Узнали об этом подвиге и в Златоусте. Ведь штурман Владимир Журавлёв жил и учился в Златоусте, здесь, как в шутку говорит он, более сорока лет назад началась его «лётная карьера».
— До 1932 года я с родителями жил в Златоусте,— рассказывает Владимир Журавлёв, ныне заслуженный штурман-испытатель СССР.

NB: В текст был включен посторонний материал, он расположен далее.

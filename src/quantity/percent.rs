use std::fmt::{Debug, Display, Formatter};

use derive_more::Into;
use serde::Serialize;

/// Whole percent in `0..=100`.
#[must_use]
#[derive(Copy, Clone, Eq, PartialEq, Ord, PartialOrd, Hash, Into, Serialize)]
#[serde(into = "u8")]
pub struct Percent(u8);

impl Percent {
    pub const MIN: Self = Self(0);
    pub const MAX: Self = Self(100);

    /// Clamp the integer into the valid range in a `const` context.
    pub const fn saturating_const(value: u8) -> Self {
        if value > 100 { Self::MAX } else { Self(value) }
    }

    /// Clamp the integer into the valid range.
    #[expect(clippy::cast_possible_truncation, clippy::cast_sign_loss)]
    pub fn saturating_from(value: i64) -> Self {
        Self(value.clamp(0, 100) as u8)
    }

    /// Drop the fractional part (toward zero) and clamp into the valid range. Never rounds.
    #[expect(clippy::cast_possible_truncation, clippy::cast_sign_loss)]
    pub fn truncating_from(value: f64) -> Self {
        Self(value.trunc().clamp(0.0, 100.0) as u8)
    }

    pub const fn get(self) -> u8 {
        self.0
    }
}

impl Display for Percent {
    fn fmt(&self, f: &mut Formatter<'_>) -> std::fmt::Result {
        write!(f, "{}%", self.0)
    }
}

impl Debug for Percent {
    fn fmt(&self, f: &mut Formatter<'_>) -> std::fmt::Result {
        write!(f, "{}%", self.0)
    }
}

#[cfg(test)]
mod tests {
    use super::*;

    #[test]
    fn truncates_toward_zero() {
        assert_eq!(Percent::truncating_from(59.99), Percent(59));
        assert_eq!(Percent::truncating_from(0.5), Percent(0));
        assert_eq!(Percent::truncating_from(-0.9), Percent(0));
    }

    #[test]
    fn clamps() {
        assert_eq!(Percent::truncating_from(-10.0), Percent::MIN);
        assert_eq!(Percent::truncating_from(130.0), Percent::MAX);
        assert_eq!(Percent::saturating_from(-1), Percent::MIN);
        assert_eq!(Percent::saturating_from(101), Percent::MAX);
    }

    #[test]
    fn serializes_as_integer() {
        assert_eq!(serde_json::to_string(&Percent(42)).unwrap(), "42");
    }
}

— Мне было одиннадцать лет, когда энтузиасты «летного дела» восстанавливали где-то раздобытый старинный биплан «Авро», и я, горевший желанием полетать, решил помочь им. Достал крылья и хвостовое оперение дореволюционного «Фармана», которые валялись на чердаке бани. После продолжительных наших трудов и стараний «Авро» был готов. Мне разрешили участвовать в рулёжке на пруду (это было зимой), во второй кабине. Летать нам, конечно, категорически запретили, но позже мы все же полетели и… наш самолёт разбился. Высота была небольшая и «лётчики» (в том числе и я) отделались испугом и легкими травмами. Вот таков был финал моей первой попытки летать.
* * *
Началась Великая Отечественная война. Журавлёва направили на тыловой аэродром, где лётчики обучались управлению авиационной техникой. Николай Дивиченко, командир экипажа, оказался хорошим боевым товарищем.

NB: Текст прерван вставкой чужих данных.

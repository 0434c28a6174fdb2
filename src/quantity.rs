#[macro_use]
mod macros;

pub mod energy;
pub mod percent;
pub mod power;
pub mod time;
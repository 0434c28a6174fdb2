mod channel;
pub mod mqtt;
mod payload;

use std::time::Duration;

use tokio::time::timeout;

#[cfg(test)]
pub use self::channel::RecordingChannel;
pub use self::{
    channel::{Channel, LogChannel},
    payload::WarningPayload,
};
use crate::{
    core::{battery::BatteryId, warning::Warning},
    prelude::*,
};

/// Delivers state-of-charge warnings to the per-battery topic.
///
/// Delivery is best-effort: nothing here ever fails the caller.
pub struct WarningNotifier<C> {
    channel: C,
    publish_timeout: Duration,
}

impl<C: Channel> WarningNotifier<C> {
    pub const DEFAULT_PUBLISH_TIMEOUT: Duration = Duration::from_secs(3);

    pub const fn new(channel: C) -> Self {
        Self { channel, publish_timeout: Self::DEFAULT_PUBLISH_TIMEOUT }
    }

    #[must_use]
    pub const fn with_publish_timeout(mut self, publish_timeout: Duration) -> Self {
        self.publish_timeout = publish_timeout;
        self
    }

    pub const fn channel(&self) -> &C {
        &self.channel
    }

    /// Needed to re-establish the connection.
    pub const fn channel_mut(&mut self) -> &mut C {
        &mut self.channel
    }

    pub fn topic(battery_id: &BatteryId) -> String {
        format!("/warnings/{battery_id}")
    }

    #[instrument(skip_all, fields(battery_id = %battery_id, kind = %warning.kind))]
    pub async fn publish(&self, battery_id: &BatteryId, warning: &Warning) {
        if !self.channel.is_connected() {
            error!("the channel is not connected, dropping the warning");
            return;
        }
        match self.publish_fallible(battery_id, warning).await {
            Ok(()) => info!(%warning, "submitted"),
            Err(error) => warn!("failed to publish the warning: {error:#}"),
        }
    }

    async fn publish_fallible(&self, battery_id: &BatteryId, warning: &Warning) -> Result {
        let payload = serde_json::to_vec(&WarningPayload::from(warning))?;
        timeout(self.publish_timeout, self.channel.publish(&Self::topic(battery_id), payload))
            .await
            .context("timed out publishing the warning")?
    }
}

— Мы должны так владеть техникой, чтобы в любой обстановке выходить победителями из боя,— часто повторял он.
… Наконец, пришёл долгожданный приказ. С аэродрома тяжело поднимаются бомбардировщики. В воздухе и экипаж Дивиченко. Штурман Журавлёв прокладывает боевой курс к цели.

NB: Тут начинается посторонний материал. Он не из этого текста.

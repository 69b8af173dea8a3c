//! Per-topic and bus-wide statistics.
//!
//! Event counts accumulate for the life of the bus with no eviction; topic
//! cardinality is bounded by the number of feature areas publishing, not by
//! event volume. Subscriber counts are never cached: they are recomputed
//! from the registry on every query so they cannot go stale.

use crate::delivery::DeliveryFailure;
use crate::subscriptions::SubscriptionRegistry;
use crate::types::TopicStats;
use parking_lot::{Mutex, RwLock};
use std::collections::{BTreeSet, HashMap, VecDeque};
use std::sync::atomic::{AtomicU64, Ordering};
use std::sync::Arc;

/// Snapshot of the bus-wide counters.
#[derive(Clone, Copy, Debug, Default, PartialEq, Eq)]
pub struct Counters {
    pub events_published: u64,
    pub deliveries: u64,
    pub delivery_failures: u64,
    pub broadcasts: u64,
}

/// Tracks publish counts and recent delivery failures.
pub struct StatsCollector {
    registry: Arc<SubscriptionRegistry>,
    event_counts: RwLock<HashMap<String, u64>>,
    events_published: AtomicU64,
    deliveries: AtomicU64,
    delivery_failures: AtomicU64,
    broadcasts: AtomicU64,
    /// Most recent failures, oldest first.
    failures: Mutex<VecDeque<DeliveryFailure>>,
    failure_log_capacity: usize,
}

impl StatsCollector {
    pub fn new(registry: Arc<SubscriptionRegistry>, failure_log_capacity: usize) -> Self {
        Self {
            registry,
            event_counts: RwLock::new(HashMap::new()),
            events_published: AtomicU64::new(0),
            deliveries: AtomicU64::new(0),
            delivery_failures: AtomicU64::new(0),
            broadcasts: AtomicU64::new(0),
            failures: Mutex::new(VecDeque::new()),
            failure_log_capacity,
        }
    }

    // --- Recording ---

    pub fn record_publish(&self, topic: &str) {
        self.events_published.fetch_add(1, Ordering::Relaxed);

        let mut counts = self.event_counts.write();
        match counts.get_mut(topic) {
            Some(count) => *count += 1,
            None => {
                counts.insert(topic.to_string(), 1);
            }
        }
    }

    pub fn record_delivery(&self) {
        self.deliveries.fetch_add(1, Ordering::Relaxed);
    }

    pub fn record_broadcast(&self) {
        self.broadcasts.fetch_add(1, Ordering::Relaxed);
    }

    pub fn record_failure(&self, failure: DeliveryFailure) {
        self.delivery_failures.fetch_add(1, Ordering::Relaxed);

        if self.failure_log_capacity == 0 {
            return;
        }
        let mut failures = self.failures.lock();
        if failures.len() == self.failure_log_capacity {
            failures.pop_front();
        }
        failures.push_back(failure);
    }

    // --- Queries ---

    /// Publishes to this exact topic string.
    pub fn event_count(&self, topic: &str) -> u64 {
        self.event_counts.read().get(topic).copied().unwrap_or(0)
    }

    /// Live count of subscriptions matching `topic`.
    pub fn subscriber_count(&self, topic: &str) -> usize {
        self.registry.count_matching(topic)
    }

    pub fn topic_stats(&self, topic: &str) -> TopicStats {
        TopicStats {
            subscriber_count: self.subscriber_count(topic),
            event_count: self.event_count(topic),
        }
    }

    /// Topics published at least once.
    pub fn active_topics(&self) -> BTreeSet<String> {
        self.event_counts.read().keys().cloned().collect()
    }

    pub fn counters(&self) -> Counters {
        Counters {
            events_published: self.events_published.load(Ordering::Relaxed),
            deliveries: self.deliveries.load(Ordering::Relaxed),
            delivery_failures: self.delivery_failures.load(Ordering::Relaxed),
            broadcasts: self.broadcasts.load(Ordering::Relaxed),
        }
    }

    pub fn recent_failures(&self) -> Vec<DeliveryFailure> {
        self.failures.lock().iter().cloned().collect()
    }
}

— Пересекли линию фронта! — доложил он.
— Открыть люки! Приготовиться! — послышалось в наушниках. Это командует штурман группы лейтенант Дымо. От ведущего самолёта отрывается бомба и стремительно несется вниз. Преодолев волнение, Владимир тоже открывает люки, сбрасывает бомбы.
— Прямое попадание!
На следующий день получено новое задание.
— Обнаружен аэродром «мессершмиттов» — сказал командир дивизии Антошкин.— Аэродром хорошо охраняется зенитной артиллерией и самолётами. Первым к аэродрому пойдет звено младшего лейтенанта Минеева. Чтобы отвлечь внимание гитлеровцев, машины пойдут до цели на малой высоте.
К взлёту всё готово. Экипажи воздушных кораблей выстроены возле машин.
— Вы получили очень ответственное задание,— обратился к лётчикам комиссар полка Черноусов. — Прорваться к аэродрому и уничтожить его, показать пример всему полку, что для комсомольцев нет преград, когда дело идёт о свободе нашего народа, нашей Родины!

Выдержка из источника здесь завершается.